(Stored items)
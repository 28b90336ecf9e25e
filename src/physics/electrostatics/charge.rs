// src/physics/electrostatics/charge.rs

use crate::math::{error::*, types::*};
use serde::{Deserialize, Serialize};
use std::fmt;

/// Vorzeichen einer Ladung, z. B. für die Einfärbung im Plot.
#[derive(Debug, Clone, Copy, PartialEq, Eq, Hash, Serialize, Deserialize)]
pub enum ChargeSign {
    Positive,
    Negative,
    Neutral,
}

/// Punktladung: Betrag in Coulomb (mit Vorzeichen), Position in Metern.
/// Nach dem Erstellen unveränderlich.
#[derive(Debug, Clone, Copy, PartialEq, Serialize, Deserialize)]
pub struct Charge {
    magnitude: f64,
    position: Point2D,
}

impl Charge {
    pub fn new(magnitude: f64, position: Point2D) -> Self {
        Self {
            magnitude,
            position,
        }
    }

    pub fn magnitude(&self) -> f64 {
        self.magnitude
    }

    pub fn position(&self) -> Point2D {
        self.position
    }

    pub fn sign(&self) -> ChargeSign {
        if self.magnitude > 0.0 {
            ChargeSign::Positive
        } else if self.magnitude < 0.0 {
            ChargeSign::Negative
        } else {
            ChargeSign::Neutral
        }
    }
}

impl fmt::Display for Charge {
    fn fmt(&self, f: &mut fmt::Formatter<'_>) -> fmt::Result {
        write!(
            f,
            "{} C at ({}, {})",
            self.magnitude, self.position.x, self.position.y
        )
    }
}

/// Geordnete, eingefrorene Menge von Punktladungen.
///
/// Die Einfügereihenfolge bleibt erhalten; sie bestimmt die Beschriftung
/// (`q1`, `q2`, …) und die Summationsreihenfolge bei der Feldauswertung.
/// Eine leere Menge ist erlaubt, jede Auswertung darauf schlägt aber mit
/// [`MathError::InvalidInput`] fehl.
#[derive(Debug, Clone, Default, PartialEq, Serialize, Deserialize)]
pub struct ChargeSet {
    charges: Vec<Charge>,
}

impl ChargeSet {
    pub fn builder() -> ChargeSetBuilder {
        ChargeSetBuilder::new()
    }

    pub fn len(&self) -> usize {
        self.charges.len()
    }

    pub fn is_empty(&self) -> bool {
        self.charges.is_empty()
    }

    pub fn get(&self, index: usize) -> Option<&Charge> {
        self.charges.get(index)
    }

    pub fn iter(&self) -> std::slice::Iter<'_, Charge> {
        self.charges.iter()
    }

    pub fn as_slice(&self) -> &[Charge] {
        &self.charges
    }

    /// Beschriftung der Ladung mit 0-basiertem Index `index`.
    pub fn label(index: usize) -> String {
        format!("q{}", index + 1)
    }

    /// Bounding Box aller Ladungspositionen, `None` für eine leere Menge.
    pub fn bounds(&self) -> Option<Bounds2D> {
        Bounds2D::from_points_iter(self.charges.iter().map(Charge::position))
    }

    /// Stellt sicher, dass mindestens eine Ladung vorhanden ist.
    pub fn require_non_empty(&self, operation: &str) -> MathResult<()> {
        if self.is_empty() {
            return Err(MathError::InvalidInput {
                message: format!("{operation} requires at least one charge"),
            });
        }
        Ok(())
    }
}

impl FromIterator<Charge> for ChargeSet {
    fn from_iter<I: IntoIterator<Item = Charge>>(iter: I) -> Self {
        Self {
            charges: iter.into_iter().collect(),
        }
    }
}

impl<'a> IntoIterator for &'a ChargeSet {
    type Item = &'a Charge;
    type IntoIter = std::slice::Iter<'a, Charge>;

    fn into_iter(self) -> Self::IntoIter {
        self.charges.iter()
    }
}

/// Builder zum schrittweisen Aufbau einer `ChargeSet` (nur Anhängen).
#[derive(Debug, Clone, Default)]
pub struct ChargeSetBuilder {
    charges: Vec<Charge>,
}

impl ChargeSetBuilder {
    pub fn new() -> Self {
        Self::default()
    }

    /// Fügt eine Ladung hinzu (Builder-Stil).
    pub fn with_charge(mut self, magnitude: f64, position: Point2D) -> Self {
        self.charges.push(Charge::new(magnitude, position));
        self
    }

    pub fn push(&mut self, charge: Charge) {
        self.charges.push(charge);
    }

    pub fn len(&self) -> usize {
        self.charges.len()
    }

    pub fn is_empty(&self) -> bool {
        self.charges.is_empty()
    }

    pub fn build(self) -> ChargeSet {
        ChargeSet {
            charges: self.charges,
        }
    }
}

#[cfg(test)]
mod tests {
    use super::*;

    #[test]
    fn test_builder_preserves_insertion_order() {
        let set = ChargeSet::builder()
            .with_charge(1.0, Point2D::new(0.0, 0.0))
            .with_charge(-2.0, Point2D::new(1.0, 0.0))
            .with_charge(0.0, Point2D::new(0.0, 1.0))
            .build();

        assert_eq!(set.len(), 3);
        let magnitudes: Vec<f64> = set.iter().map(Charge::magnitude).collect();
        assert_eq!(magnitudes, vec![1.0, -2.0, 0.0]);
        assert_eq!(set.get(1).map(Charge::sign), Some(ChargeSign::Negative));
        assert_eq!(set.get(2).map(Charge::sign), Some(ChargeSign::Neutral));
        assert_eq!(ChargeSet::label(0), "q1");
    }

    #[test]
    fn test_empty_set_is_rejected() {
        let set = ChargeSet::default();
        let err = set.require_non_empty("potential evaluation").unwrap_err();
        assert!(matches!(err, MathError::InvalidInput { .. }));
        assert!(set.bounds().is_none());
    }

    #[test]
    fn test_bounds_cover_positions() {
        let set: ChargeSet = [
            Charge::new(1.0, Point2D::new(-1.0, 2.0)),
            Charge::new(1.0, Point2D::new(3.0, -4.0)),
        ]
        .into_iter()
        .collect();
        let bounds = set.bounds().unwrap();
        assert_eq!(bounds.min, Point2D::new(-1.0, -4.0));
        assert_eq!(bounds.max, Point2D::new(3.0, 2.0));
    }
}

[Task to carry out]: Among the lines above, which contain the word "electrostatics"? Copy every one.

[Written reply]:
filename src/physics/electrostatics/charge.rs
// src/physics/electrostatics/charge.rs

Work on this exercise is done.